● Aim of the exercise
The expected answer holds every line from the first line of the data below through the line containing "of creating them", exactly as written, and no other line.

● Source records
++++++++

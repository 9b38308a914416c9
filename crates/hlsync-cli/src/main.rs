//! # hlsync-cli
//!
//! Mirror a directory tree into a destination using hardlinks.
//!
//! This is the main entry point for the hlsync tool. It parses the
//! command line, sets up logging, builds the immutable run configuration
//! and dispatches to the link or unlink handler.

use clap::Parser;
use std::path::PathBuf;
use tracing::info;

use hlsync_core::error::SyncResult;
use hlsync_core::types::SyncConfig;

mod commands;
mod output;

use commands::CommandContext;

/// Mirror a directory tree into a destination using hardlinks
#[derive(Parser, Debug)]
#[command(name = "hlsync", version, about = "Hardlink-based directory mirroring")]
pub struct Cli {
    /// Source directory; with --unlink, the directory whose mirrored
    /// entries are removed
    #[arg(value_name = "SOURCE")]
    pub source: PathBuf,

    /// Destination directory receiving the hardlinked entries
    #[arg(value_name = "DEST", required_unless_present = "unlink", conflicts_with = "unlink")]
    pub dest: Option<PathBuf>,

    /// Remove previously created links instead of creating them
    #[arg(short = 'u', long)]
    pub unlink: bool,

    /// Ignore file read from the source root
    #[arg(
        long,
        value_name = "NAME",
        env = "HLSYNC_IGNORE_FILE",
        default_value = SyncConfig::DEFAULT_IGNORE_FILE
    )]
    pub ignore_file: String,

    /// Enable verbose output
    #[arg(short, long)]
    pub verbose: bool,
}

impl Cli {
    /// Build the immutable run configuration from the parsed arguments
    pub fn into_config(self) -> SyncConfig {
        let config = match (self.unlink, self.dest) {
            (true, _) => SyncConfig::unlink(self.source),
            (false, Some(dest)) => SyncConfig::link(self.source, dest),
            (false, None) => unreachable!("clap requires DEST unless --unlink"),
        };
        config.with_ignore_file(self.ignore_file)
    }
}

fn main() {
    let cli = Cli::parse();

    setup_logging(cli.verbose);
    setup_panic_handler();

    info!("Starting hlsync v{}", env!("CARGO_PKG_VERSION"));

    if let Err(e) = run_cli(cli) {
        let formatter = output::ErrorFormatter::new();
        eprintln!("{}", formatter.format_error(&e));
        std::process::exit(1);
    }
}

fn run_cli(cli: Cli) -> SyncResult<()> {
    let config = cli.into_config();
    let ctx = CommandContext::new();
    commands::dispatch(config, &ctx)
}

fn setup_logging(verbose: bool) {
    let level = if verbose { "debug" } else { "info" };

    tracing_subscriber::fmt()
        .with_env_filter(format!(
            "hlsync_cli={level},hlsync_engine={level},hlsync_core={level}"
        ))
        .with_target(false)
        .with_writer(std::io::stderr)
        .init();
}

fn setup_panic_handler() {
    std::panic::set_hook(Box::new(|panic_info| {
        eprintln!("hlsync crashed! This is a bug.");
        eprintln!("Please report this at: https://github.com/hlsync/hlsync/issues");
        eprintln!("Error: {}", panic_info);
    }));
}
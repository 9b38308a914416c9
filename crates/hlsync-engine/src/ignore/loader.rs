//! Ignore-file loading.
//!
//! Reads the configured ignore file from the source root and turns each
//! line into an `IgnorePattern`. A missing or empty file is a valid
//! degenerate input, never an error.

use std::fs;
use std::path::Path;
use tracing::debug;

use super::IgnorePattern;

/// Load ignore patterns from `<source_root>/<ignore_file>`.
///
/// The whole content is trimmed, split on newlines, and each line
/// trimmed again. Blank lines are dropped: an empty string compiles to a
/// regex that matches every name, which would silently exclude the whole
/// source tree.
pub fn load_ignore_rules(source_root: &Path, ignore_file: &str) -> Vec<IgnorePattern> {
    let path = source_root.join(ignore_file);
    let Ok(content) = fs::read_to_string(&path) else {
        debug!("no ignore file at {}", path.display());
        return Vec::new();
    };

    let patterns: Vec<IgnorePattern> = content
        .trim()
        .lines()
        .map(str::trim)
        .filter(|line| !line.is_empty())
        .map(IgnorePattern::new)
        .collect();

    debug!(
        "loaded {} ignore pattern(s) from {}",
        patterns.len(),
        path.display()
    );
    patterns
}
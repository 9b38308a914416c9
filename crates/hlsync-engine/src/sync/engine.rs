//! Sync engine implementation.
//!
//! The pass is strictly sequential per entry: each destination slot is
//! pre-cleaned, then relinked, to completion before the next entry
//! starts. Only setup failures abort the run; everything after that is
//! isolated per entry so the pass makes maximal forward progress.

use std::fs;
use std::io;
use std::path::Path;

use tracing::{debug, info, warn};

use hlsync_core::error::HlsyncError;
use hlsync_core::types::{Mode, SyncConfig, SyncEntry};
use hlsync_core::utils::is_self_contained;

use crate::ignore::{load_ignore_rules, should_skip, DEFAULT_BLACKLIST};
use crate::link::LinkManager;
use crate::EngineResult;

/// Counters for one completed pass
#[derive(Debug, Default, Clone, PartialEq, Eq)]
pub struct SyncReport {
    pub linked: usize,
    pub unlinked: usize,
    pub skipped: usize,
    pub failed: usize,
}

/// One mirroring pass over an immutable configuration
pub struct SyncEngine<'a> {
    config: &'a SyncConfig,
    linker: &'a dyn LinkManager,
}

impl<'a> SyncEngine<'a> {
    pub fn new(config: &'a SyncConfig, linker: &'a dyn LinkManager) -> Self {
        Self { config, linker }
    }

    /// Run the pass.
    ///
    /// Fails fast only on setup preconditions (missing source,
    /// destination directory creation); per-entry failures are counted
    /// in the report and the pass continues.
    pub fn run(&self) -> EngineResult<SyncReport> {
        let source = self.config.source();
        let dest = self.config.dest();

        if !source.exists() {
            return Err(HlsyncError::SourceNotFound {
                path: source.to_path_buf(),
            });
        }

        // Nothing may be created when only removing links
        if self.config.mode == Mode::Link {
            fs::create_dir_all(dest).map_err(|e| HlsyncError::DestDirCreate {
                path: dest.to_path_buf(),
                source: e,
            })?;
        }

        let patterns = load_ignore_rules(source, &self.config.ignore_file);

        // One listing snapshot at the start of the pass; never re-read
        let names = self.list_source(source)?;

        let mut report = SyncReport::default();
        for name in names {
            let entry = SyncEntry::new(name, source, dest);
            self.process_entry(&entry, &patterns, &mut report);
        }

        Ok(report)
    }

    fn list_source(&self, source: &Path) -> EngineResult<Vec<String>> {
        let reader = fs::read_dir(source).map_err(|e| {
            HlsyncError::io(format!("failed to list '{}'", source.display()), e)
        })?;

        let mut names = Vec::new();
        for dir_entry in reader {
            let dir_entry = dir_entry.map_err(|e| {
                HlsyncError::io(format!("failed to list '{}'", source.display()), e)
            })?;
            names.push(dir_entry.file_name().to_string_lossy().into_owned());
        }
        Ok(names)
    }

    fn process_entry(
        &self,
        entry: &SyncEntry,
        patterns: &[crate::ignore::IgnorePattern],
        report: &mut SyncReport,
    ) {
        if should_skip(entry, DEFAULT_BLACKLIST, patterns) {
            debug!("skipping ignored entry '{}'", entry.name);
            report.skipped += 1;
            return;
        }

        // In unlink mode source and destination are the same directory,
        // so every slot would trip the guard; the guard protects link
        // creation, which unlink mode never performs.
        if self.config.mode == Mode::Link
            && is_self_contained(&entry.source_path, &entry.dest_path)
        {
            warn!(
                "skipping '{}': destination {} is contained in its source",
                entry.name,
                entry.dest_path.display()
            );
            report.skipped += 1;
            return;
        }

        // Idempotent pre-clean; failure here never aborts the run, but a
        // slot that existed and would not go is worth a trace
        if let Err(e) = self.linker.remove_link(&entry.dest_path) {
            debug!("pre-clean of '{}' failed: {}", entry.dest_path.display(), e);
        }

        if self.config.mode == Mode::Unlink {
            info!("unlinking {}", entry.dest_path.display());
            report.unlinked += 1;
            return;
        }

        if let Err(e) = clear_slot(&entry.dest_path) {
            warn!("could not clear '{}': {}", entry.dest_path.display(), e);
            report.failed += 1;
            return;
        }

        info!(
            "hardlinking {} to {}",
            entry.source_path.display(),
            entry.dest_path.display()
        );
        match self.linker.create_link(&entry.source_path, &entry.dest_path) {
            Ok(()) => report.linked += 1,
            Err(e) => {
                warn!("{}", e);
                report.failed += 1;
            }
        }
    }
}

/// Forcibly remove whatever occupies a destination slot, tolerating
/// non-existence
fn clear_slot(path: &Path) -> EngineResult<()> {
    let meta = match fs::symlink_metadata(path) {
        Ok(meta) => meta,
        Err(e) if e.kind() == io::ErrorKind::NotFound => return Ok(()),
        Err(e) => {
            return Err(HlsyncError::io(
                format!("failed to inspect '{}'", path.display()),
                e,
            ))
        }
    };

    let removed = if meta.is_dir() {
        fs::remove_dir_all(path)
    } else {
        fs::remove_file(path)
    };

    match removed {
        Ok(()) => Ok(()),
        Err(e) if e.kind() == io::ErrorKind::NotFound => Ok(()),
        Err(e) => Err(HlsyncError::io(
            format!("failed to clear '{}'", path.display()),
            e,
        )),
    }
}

++++++++

● Written solution
repository 9b38308a914416c9
filename crates/hlsync-cli/src/main.rs
//! # hlsync-cli
//!
//! Mirror a directory tree into a destination using hardlinks.
//!
//! This is the main entry point for the hlsync tool. It parses the
//! command line, sets up logging, builds the immutable run configuration
//! and dispatches to the link or unlink handler.

use clap::Parser;
use std::path::PathBuf;
use tracing::info;

use hlsync_core::error::SyncResult;
use hlsync_core::types::SyncConfig;

mod commands;
mod output;

use commands::CommandContext;

/// Mirror a directory tree into a destination using hardlinks
#[derive(Parser, Debug)]
#[command(name = "hlsync", version, about = "Hardlink-based directory mirroring")]
pub struct Cli {
    /// Source directory; with --unlink, the directory whose mirrored
    /// entries are removed
    #[arg(value_name = "SOURCE")]
    pub source: PathBuf,

    /// Destination directory receiving the hardlinked entries
    #[arg(value_name = "DEST", required_unless_present = "unlink", conflicts_with = "unlink")]
    pub dest: Option<PathBuf>,

    /// Remove previously created links instead of creating them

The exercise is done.